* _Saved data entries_
* * * * *

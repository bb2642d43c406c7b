pub const DEFAULT_PORT: u16 = 9000;

pub const DEFAULT_MAX_FRAME_LENGTH: usize = 1024 * 1024;

#[derive(Debug, Clone)]
pub struct ServerConfig {
    pub bind: String,
    pub port: u16,
    pub max_frame_length: usize,
}

impl Default for ServerConfig {
    fn default() -> Self {
        Self {
            bind: "0.0.0.0".to_string(),
            port: DEFAULT_PORT,
            max_frame_length: DEFAULT_MAX_FRAME_LENGTH,
        }
    }
}

impl ServerConfig {
    pub fn bind_addr(&self) -> String {
        format!("{}:{}", self.bind, self.port)
    }
}
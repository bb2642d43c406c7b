use std::collections::VecDeque;
use std::net::SocketAddr;
use std::time::Instant;

use ember::{PeerInfo, ServerEvent};
use log::Level;
use ratatui::Frame;
use ratatui::layout::{Constraint, Direction, Layout, Rect};
use ratatui::style::{Color, Modifier, Style};
use ratatui::text::{Line, Span};
use ratatui::widgets::{Block, Borders, Paragraph};

use crate::events;

const MAX_LOG_LINES: usize = 500;

struct LogLine {
    level: Level,
    at: Instant,
    text: String,
}

pub struct TuiState {
    started: Instant,
    local_addr: SocketAddr,
    log: VecDeque<LogLine>,
    scroll: usize,
    requests: u64,
    changes: u64,
}

impl TuiState {
    pub fn new(local_addr: SocketAddr) -> Self {
        Self {
            started: Instant::now(),
            local_addr,
            log: VecDeque::new(),
            scroll: 0,
            requests: 0,
            changes: 0,
        }
    }

    pub fn record(&mut self, event: &ServerEvent) {
        match event {
            ServerEvent::RequestReceived { .. } => {
                self.requests += 1;
                return;
            }
            ServerEvent::ValueChanged { .. }
            | ServerEvent::MatrixChanged { .. }
            | ServerEvent::MatrixConnect { .. }
            | ServerEvent::MatrixDisconnect { .. } => self.changes += 1,
            _ => {}
        }
        let (level, text) = events::describe(event);
        self.push(level, text);
    }

    pub fn log_info(&mut self, text: impl Into<String>) {
        self.push(Level::Info, text.into());
    }

    fn push(&mut self, level: Level, text: String) {
        if self.log.len() == MAX_LOG_LINES {
            self.log.pop_front();
        }
        self.log.push_back(LogLine {
            level,
            at: Instant::now(),
            text,
        });
    }

    pub fn scroll_up(&mut self) {
        self.scroll = (self.scroll + 5).min(self.log.len());
    }

    pub fn scroll_down(&mut self) {
        self.scroll = self.scroll.saturating_sub(5);
    }

    pub fn scroll_to_bottom(&mut self) {
        self.scroll = 0;
    }
}

pub fn render(frame: &mut Frame, state: &TuiState, peers: &[PeerInfo], element_count: usize) {
    let chunks = Layout::default()
        .direction(Direction::Vertical)
        .margin(1)
        .constraints([
            Constraint::Length(3),
            Constraint::Length(peers.len().clamp(1, 8) as u16 + 2),
            Constraint::Min(5),
            Constraint::Length(3),
        ])
        .split(frame.area());

    render_header(frame, chunks[0], state, peers.len(), element_count);
    render_peers(frame, chunks[1], peers);
    render_log(frame, chunks[2], state);
    render_help(frame, chunks[3]);
}

fn render_header(
    frame: &mut Frame,
    area: Rect,
    state: &TuiState,
    peer_count: usize,
    element_count: usize,
) {
    let uptime = format_duration(state.started.elapsed().as_secs());
    let title = format!(" Ember+ Server {} - Uptime: {} ", state.local_addr, uptime);

    let block = Block::default()
        .title(title)
        .borders(Borders::ALL)
        .border_style(Style::default().fg(Color::Cyan));

    let text = format!(
        "Peers: {}  |  Elements: {}  |  Requests: {}  |  Changes: {}",
        peer_count, element_count, state.requests, state.changes
    );

    let paragraph = Paragraph::new(text)
        .block(block)
        .style(Style::default().fg(Color::White));

    frame.render_widget(paragraph, area);
}

fn render_peers(frame: &mut Frame, area: Rect, peers: &[PeerInfo]) {
    let block = Block::default()
        .title(" Peers ")
        .borders(Borders::ALL)
        .border_style(Style::default().fg(Color::Green));

    let lines: Vec<Line> = if peers.is_empty() {
        vec![Line::styled(
            "No peers connected",
            Style::default().fg(Color::DarkGray),
        )]
    } else {
        peers
            .iter()
            .map(|peer| {
                Line::from(vec![
                    Span::styled(
                        format!("{:<10}", peer.id.to_string()),
                        Style::default().fg(Color::Gray),
                    ),
                    Span::styled(
                        format!("{:<24}", peer.addr.to_string()),
                        Style::default().fg(Color::White),
                    ),
                    Span::styled(
                        format_duration(peer.connected_at.elapsed().as_secs()),
                        Style::default().fg(Color::Gray),
                    ),
                ])
            })
            .collect()
    };

    frame.render_widget(Paragraph::new(lines).block(block), area);
}

fn render_log(frame: &mut Frame, area: Rect, state: &TuiState) {
    let block = Block::default()
        .title(" Events ")
        .borders(Borders::ALL)
        .border_style(Style::default().fg(Color::Yellow));

    let visible = area.height.saturating_sub(2) as usize;
    let end = state.log.len().saturating_sub(state.scroll);
    let start = end.saturating_sub(visible);

    let lines: Vec<Line> = state
        .log
        .range(start..end)
        .map(|line| {
            let color = match line.level {
                Level::Error => Color::Red,
                Level::Warn => Color::Yellow,
                Level::Info => Color::White,
                Level::Debug | Level::Trace => Color::Gray,
            };
            let age = state.started.elapsed().saturating_sub(line.at.elapsed());
            Line::from(vec![
                Span::styled(
                    format!("{} ", format_duration(age.as_secs())),
                    Style::default().fg(Color::DarkGray),
                ),
                Span::styled(line.text.clone(), Style::default().fg(color)),
            ])
        })
        .collect();

    frame.render_widget(Paragraph::new(lines).block(block), area);
}

fn render_help(frame: &mut Frame, area: Rect) {
    let block = Block::default()
        .title(" Controls ")
        .borders(Borders::ALL)
        .border_style(Style::default().fg(Color::DarkGray));

    let text = Paragraph::new("q/ESC quit  |  PgUp/PgDn scroll  |  End follow")
        .block(block)
        .style(
            Style::default()
                .fg(Color::DarkGray)
                .add_modifier(Modifier::ITALIC),
        );

    frame.render_widget(text, area);
}

fn format_duration(secs: u64) -> String {
    let hours = secs / 3600;
    let mins = (secs % 3600) / 60;
    let secs = secs % 60;
    format!("{:02}:{:02}:{:02}", hours, mins, secs)
}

* * * * *

* _Task to carry out_
Every line above should be output exactly as it stands.

* _Response area_
repository bb2642d43c406c7b
pub const DEFAULT_PORT: u16 = 9000;

pub const DEFAULT_MAX_FRAME_LENGTH: usize = 1024 * 1024;

#[derive(Debug, Clone)]
pub struct ServerConfig {
    pub bind: String,
    pub port: u16,
    pub max_frame_length: usize,
}

impl Default for ServerConfig {
    fn default() -> Self {
        Self {
            bind: "0.0.0.0".to_string(),
            port: DEFAULT_PORT,
            max_frame_length: DEFAULT_MAX_FRAME_LENGTH,
        }
    }
}

impl ServerConfig {
    pub fn bind_addr(&self) -> String {
        format!("{}:{}", self.bind, self.port)
    }
}
repository bb2642d43c406c7b
use std::collections::VecDeque;
use std::net::SocketAddr;
use std::time::Instant;

use ember::{PeerInfo, ServerEvent};
use log::Level;
use ratatui::Frame;
use ratatui::layout::{Constraint, Direction, Layout, Rect};
use ratatui::style::{Color, Modifier, Style};
use ratatui::text::{Line, Span};
use ratatui::widgets::{Block, Borders, Paragraph};

use crate::events;

const MAX_LOG_LINES: usize = 500;

struct LogLine {
    level: Level,
    at: Instant,
    text: String,
}

pub struct TuiState {
    started: Instant,
    local_addr: SocketAddr,
    log: VecDeque<LogLine>,
    scroll: usize,
    requests: u64,
    changes: u64,
}

impl TuiState {
    pub fn new(local_addr: SocketAddr) -> Self {
        Self {
            started: Instant::now(),
            local_addr,
            log: VecDeque::new(),
            scroll: 0,
            requests: 0,
            changes: 0,
        }
    }

    pub fn record(&mut self, event: &ServerEvent) {
        match event {
            ServerEvent::RequestReceived { .. } => {
                self.requests += 1;
                return;
            }
            ServerEvent::ValueChanged { .. }
            | ServerEvent::MatrixChanged { .. }
            | ServerEvent::MatrixConnect { .. }
            | ServerEvent::MatrixDisconnect { .. } => self.changes += 1,
            _ => {}
        }
        let (level, text) = events::describe(event);
        self.push(level, text);
    }

    pub fn log_info(&mut self, text: impl Into<String>) {
        self.push(Level::Info, text.into());
    }

    fn push(&mut self, level: Level, text: String) {
        if self.log.len() == MAX_LOG_LINES {
            self.log.pop_front();
        }
        self.log.push_back(LogLine {
            level,
            at: Instant::now(),
            text,
        });
    }

    pub fn scroll_up(&mut self) {
        self.scroll = (self.scroll + 5).min(self.log.len());
    }

    pub fn scroll_down(&mut self) {
        self.scroll = self.scroll.saturating_sub(5);
    }

    pub fn scroll_to_bottom(&mut self) {
        self.scroll = 0;
    }
}

pub fn render(frame: &mut Frame, state: &TuiState, peers: &[PeerInfo], element_count: usize) {
    let chunks = Layout::default()
        .direction(Direction::Vertical)
        .margin(1)
        .constraints([
            Constraint::Length(3),
            Constraint::Length(peers.len().clamp(1, 8) as u16 + 2),
            Constraint::Min(5),
            Constraint::Length(3),
        ])
        .split(frame.area());

    render_header(frame, chunks[0], state, peers.len(), element_count);
    render_peers(frame, chunks[1], peers);
    render_log(frame, chunks[2], state);
    render_help(frame, chunks[3]);
}

fn render_header(
    frame: &mut Frame,
    area: Rect,
    state: &TuiState,
    peer_count: usize,
    element_count: usize,
) {
    let uptime = format_duration(state.started.elapsed().as_secs());
    let title = format!(" Ember+ Server {} - Uptime: {} ", state.local_addr, uptime);

    let block = Block::default()
        .title(title)
        .borders(Borders::ALL)
        .border_style(Style::default().fg(Color::Cyan));

    let text = format!(
        "Peers: {}  |  Elements: {}  |  Requests: {}  |  Changes: {}",
        peer_count, element_count, state.requests, state.changes
    );

    let paragraph = Paragraph::new(text)
        .block(block)
        .style(Style::default().fg(Color::White));

    frame.render_widget(paragraph, area);
}

fn render_peers(frame: &mut Frame, area: Rect, peers: &[PeerInfo]) {
    let block = Block::default()
        .title(" Peers ")
        .borders(Borders::ALL)
        .border_style(Style::default().fg(Color::Green));

    let lines: Vec<Line> = if peers.is_empty() {
        vec![Line::styled(
            "No peers connected",
            Style::default().fg(Color::DarkGray),
        )]
    } else {
        peers
            .iter()
            .map(|peer| {
                Line::from(vec![
                    Span::styled(
                        format!("{:<10}", peer.id.to_string()),
                        Style::default().fg(Color::Gray),
                    ),
                    Span::styled(
                        format!("{:<24}", peer.addr.to_string()),
                        Style::default().fg(Color::White),
                    ),
                    Span::styled(
                        format_duration(peer.connected_at.elapsed().as_secs()),
                        Style::default().fg(Color::Gray),
                    ),
                ])
            })
            .collect()
    };

    frame.render_widget(Paragraph::new(lines).block(block), area);
}

fn render_log(frame: &mut Frame, area: Rect, state: &TuiState) {
    let block = Block::default()
        .title(" Events ")
        .borders(Borders::ALL)
        .border_style(Style::default().fg(Color::Yellow));

    let visible = area.height.saturating_sub(2) as usize;
    let end = state.log.len().saturating_sub(state.scroll);
    let start = end.saturating_sub(visible);

    let lines: Vec<Line> = state
        .log
        .range(start..end)
        .map(|line| {
            let color = match line.level {
                Level::Error => Color::Red,
                Level::Warn => Color::Yellow,
                Level::Info => Color::White,
                Level::Debug | Level::Trace => Color::Gray,
            };
            let age = state.started.elapsed().saturating_sub(line.at.elapsed());
            Line::from(vec![
                Span::styled(
                    format!("{} ", format_duration(age.as_secs())),
                    Style::default().fg(Color::DarkGray),
                ),
                Span::styled(line.text.clone(), Style::default().fg(color)),
            ])
        })
        .collect();

    frame.render_widget(Paragraph::new(lines).block(block), area);
}

fn render_help(frame: &mut Frame, area: Rect) {
    let block = Block::default()
        .title(" Controls ")
        .borders(Borders::ALL)
        .border_style(Style::default().fg(Color::DarkGray));

    let text = Paragraph::new("q/ESC quit  |  PgUp/PgDn scroll  |  End follow")
        .block(block)
        .style(
            Style::default()
                .fg(Color::DarkGray)
                .add_modifier(Modifier::ITALIC),
        );

    frame.render_widget(text, area);
}

fn format_duration(secs: u64) -> String {
    let hours = secs / 3600;
    let mins = (secs % 3600) / 60;
    let secs = secs % 60;
    format!("{:02}:{:02}:{:02}", hours, mins, secs)
}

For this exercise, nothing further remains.